The relatively stripped-down backing includes such A-team names as bassist Pino Palladino (The Who), Leon Pendarvis (Luther Vandross) on keyboards, and guitarist Larry Campbell (Levon Helm), all established journeymen. Add Jordan buddy Keith Richards to lay his licks over a few selections, including a bluesy “Political World” injected with Neville Brothers funk, along with Trombone Shorty who, with fellow New Orleans-resident Ivan Neville, brings the seldom covered “What Was it You Wanted” (from1989’s Oh Mercy) into Marvin Gaye’s What’s Going On territory with a stunning, revelatory performance.
Only dedicated Dylan followers will recognize obscurities like “Emotionally Yours” and “Seeing the Real You at Last” (both tucked away on 1985’s Empire Burlesque), “Ain’t Talkin’” (that closed out 2006’s Modern Times), the lovely ballad “Mama, You Been on My Mind” and the terrific title track, which first saw the light on the soundtrack to Wonder Boys. Everyone else will marvel at LaVette not only uncovering these often hidden jewels, but diving into them with her powerful, clearly enunciated and distinctive soulful rasp.
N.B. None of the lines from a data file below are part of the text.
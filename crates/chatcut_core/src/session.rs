use parking_lot::{Mutex, RwLock};
use std::collections::HashSet;
use std::sync::Arc;
use uuid::Uuid;

use crate::error::{CoreError, Result};
use crate::ops::{EditOp, EditOutcome};
use crate::types::{Media, Project};

type LockSet = Arc<Mutex<HashSet<Uuid>>>;

/// Shared editing state for one open project.
///
/// Readers take an immutable [`snapshot`](Self::snapshot); writers build the
/// next project from a clone and swap it in, so a snapshot never changes
/// under its holder. Clips with a transform in flight are leased and
/// refuse every other edit until the lease drops.
pub struct EditorSession {
    project: RwLock<Arc<Project>>,
    locks: LockSet,
}

impl EditorSession {
    pub fn new(project: Project) -> Self {
        Self {
            project: RwLock::new(Arc::new(project)),
            locks: Arc::new(Mutex::new(HashSet::new())),
        }
    }

    pub fn snapshot(&self) -> Arc<Project> {
        self.project.read().clone()
    }

    /// Swap in a whole new project, e.g. after loading from disk.
    pub fn replace(&self, project: Project) {
        *self.project.write() = Arc::new(project);
        self.locks.lock().clear();
    }

    /// Run an edit that does not target an existing clip (adding clips,
    /// registering media, changing the project length).
    pub fn update<T>(&self, f: impl FnOnce(&mut Project) -> Result<T>) -> Result<T> {
        self.commit(None, f)
    }

    /// Run an edit on `clip_id`, refused while the clip is leased.
    pub fn edit_clip<T>(
        &self,
        clip_id: Uuid,
        f: impl FnOnce(&mut Project) -> Result<T>,
    ) -> Result<T> {
        self.commit(Some(clip_id), f)
    }

    /// Apply a structural op under the clip lock check.
    pub fn apply(&self, op: &EditOp) -> Result<EditOutcome> {
        self.edit_clip(op.clip_id(), |p| p.apply_structural(op))
    }

    /// Reserve `clip_id` for a long-running transform.
    pub fn lock_clip(&self, clip_id: Uuid) -> Result<ClipLease> {
        self.snapshot().timeline.clip(clip_id)?;
        if !self.locks.lock().insert(clip_id) {
            tracing::warn!(clip_id = %clip_id, "Clip already locked");
            return Err(CoreError::ClipLocked(clip_id));
        }
        tracing::debug!(clip_id = %clip_id, "Clip locked");
        Ok(ClipLease {
            clip_id,
            locks: Arc::clone(&self.locks),
        })
    }

    pub fn is_locked(&self, clip_id: Uuid) -> bool {
        self.locks.lock().contains(&clip_id)
    }

    fn commit<T>(
        &self,
        guarded: Option<Uuid>,
        f: impl FnOnce(&mut Project) -> Result<T>,
    ) -> Result<T> {
        let mut current = self.project.write();
        if let Some(clip_id) = guarded {
            if self.locks.lock().contains(&clip_id) {
                tracing::warn!(clip_id = %clip_id, "Edit rejected: clip is locked");
                return Err(CoreError::ClipLocked(clip_id));
            }
        }
        let mut next = (**current).clone();
        match f(&mut next) {
            Ok(out) => {
                *current = Arc::new(next);
                Ok(out)
            }
            Err(e) => {
                tracing::warn!(clip_id = ?guarded, error = %e, "Edit rejected");
                Err(e)
            }
        }
    }
}

/// Exclusive hold on one clip. Dropping it releases the clip.
pub struct ClipLease {
    clip_id: Uuid,
    locks: LockSet,
}

impl ClipLease {
    pub fn clip_id(&self) -> Uuid {
        self.clip_id
    }

    /// Point the leased clip at freshly derived media, then release it.
    pub fn commit_transform(self, session: &EditorSession, derived: Media) -> Result<EditOutcome> {
        session.commit(None, |p| p.commit_transform(self.clip_id, derived))
    }
}

impl Drop for ClipLease {
    fn drop(&mut self) {
        self.locks.lock().remove(&self.clip_id);
        tracing::debug!(clip_id = %self.clip_id, "Clip unlocked");
    }
}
She grabs onto “Do Right to Me Baby (Do Unto Others)” from Dylan’s somewhat maligned Slow Train Coming, wrestling it into a stunning muscular rocker far different and more intense than the original’s subtle jazz/blues. Gregg Allman tackled “Going Going Gone” on his final album from 2016 and LaVette now revisits it to close out this set in mesmerizing, ruminative form.
These dozen performances will make listeners reassess songs some already know. But more likely they’ll be stunned at how LaVette revitalizes and shape shifts them into her own soulful reflection. Dylan’s compositions have effectively been converted into Bettye LaVette songs, a transformation you can’t help but believe even Bob will appreciate.